TL; DR
Utah has become the first US state to allow its AI chatbot, Doctronic, to renew prescriptions without a doctor through a regulatory sandbox that waives licensing laws. The state’s medical licensing board, blindsided by the January release, requested in April that the pilot be halted because of safety risks, but the state refused. The case exposes a federal-state regulatory vacuum around artificial intelligence in medicine.
Utah has quietly become the first US state to allow an AI chatbot to renew prescriptions without a doctor. According to the Associated Press. The program, run by a company called Doctronic, launched in January and sparked fierce medical debate.
Residents can skip the doctor’s office and fill prescriptions online via a chatbot. It asks about their medications and history, checks the national pharmacy database, and updates the script or forwards it to the person’s doctor.
The launch was made possible only through a “regulatory sandbox” This allows Utah officials to waive laws promising AI. State and federal regulations restrict prescribing to otherwise licensed medical professionals.
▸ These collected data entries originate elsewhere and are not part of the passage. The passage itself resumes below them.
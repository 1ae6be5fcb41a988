//! Formularity (CIA) formula assignment.
//!
//! Consumes a folder of per-scan peak lists. Each scan file is one unit;
//! scans without peaks are reported with `no data points found` and a run
//! where nothing could be aligned ends with `Nothing to align`. The report
//! lands in a dated subdirectory and is renamed to
//! `<dataset>_formularity.csv`.

use crate::collaborators::SpectraKind;
use crate::context::JobContext;
use crate::integrations::{Integration, RequiredInput, ValidationFailure};
use crate::postprocess::{newest_dated_subdir, rename_to_canonical, require_artifact, PostProcessError};
use harness_core::markers::MarkerError;
use harness_core::{
    Effect, MarkerTable, Matcher, OutputDescriptor, ResumePoint, RunRequest, ToolState,
    UnitLabels,
};
use std::path::PathBuf;

pub const NAME: &str = "formularity";

const REPORT_PATTERN: &str = "*Report*.csv";

#[derive(Debug, Clone)]
pub struct Formularity {
    executable: PathBuf,
    console: MarkerTable,
}

impl Formularity {
    pub fn new(executable: impl Into<PathBuf>) -> Result<Self, MarkerError> {
        let console = MarkerTable::new()
            .with(
                Matcher::regex(r"(?i)^Processing scan file (\d+)\s*/\s*(\d+)")?,
                Effect::ProgressFraction { done: 1, total: 2 },
            )
            .with(
                Matcher::regex(r"(?i)no data points found")?,
                Effect::UnitFailed,
            )
            .with(
                Matcher::regex(r"(?i)nothing to align")?,
                Effect::Terminal(ToolState::NoData),
            )
            .with(
                Matcher::regex(r"(?i)^(processing|analysis) complete")?,
                Effect::Terminal(ToolState::Complete),
            )
            .with(Matcher::regex(r"(?i)^warning\b")?, Effect::Warning);

        Ok(Self {
            executable: executable.into(),
            console,
        })
    }

    pub fn canonical_name(ctx: &JobContext) -> String {
        format!("{}_formularity.csv", ctx.dataset())
    }
}

impl Integration for Formularity {
    fn name(&self) -> &'static str {
        NAME
    }

    fn spectra_kind(&self) -> Option<SpectraKind> {
        Some(SpectraKind::ScanCsvFolder)
    }

    fn required_inputs(&self, ctx: &JobContext) -> Result<Vec<RequiredInput>, ValidationFailure> {
        Ok(vec![RequiredInput::param_file(ctx.require_param_file()?)])
    }

    fn build_request(
        &self,
        ctx: &JobContext,
        _resume: Option<&ResumePoint>,
    ) -> Result<RunRequest, ValidationFailure> {
        let param_file = ctx.require_param_file()?;
        let scans = SpectraKind::ScanCsvFolder.file_name(ctx.dataset());
        let args = vec![
            ctx.working_file(param_file).display().to_string(),
            ctx.working_file(&scans).display().to_string(),
        ];

        Ok(RunRequest::new(
            &self.executable,
            &ctx.working_dir,
            ctx.key.clone(),
            OutputDescriptor::file(REPORT_PATTERN).in_subdirs(),
        )
        .with_args(args))
    }

    fn console_markers(&self) -> &MarkerTable {
        &self.console
    }

    fn args_file_switch(&self) -> &str {
        "@"
    }

    fn unit_labels(&self) -> UnitLabels {
        UnitLabels::new("scans", "had no peaks")
    }

    fn post_process(
        &self,
        ctx: &JobContext,
        _request: &RunRequest,
    ) -> Result<Vec<PathBuf>, PostProcessError> {
        let search_dir = newest_dated_subdir(&ctx.working_dir).unwrap_or_else(|| ctx.working_dir.clone());
        let report = require_artifact(&search_dir, &OutputDescriptor::file(REPORT_PATTERN))?;
        let dest = ctx.working_file(&Self::canonical_name(ctx));
        Ok(vec![rename_to_canonical(&report, &dest)?])
    }
}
Dr. Eric Bressman of the University of Pennsylvania told the AP: “We’ve crossed the line in terms of giving a medical license to something that’s not human, whether we want to call it that or not.” He and others say they’re not opposed to AI prescribing, but want it to be as strict as the standards for human doctors.
The board left on the edge
Utah’s medical licensing board says it only learned of the program when news broke of the January launch. 11 members in the April letter called the pilot to stopciting the risks of auto-renewable drugs with side effects or interactions.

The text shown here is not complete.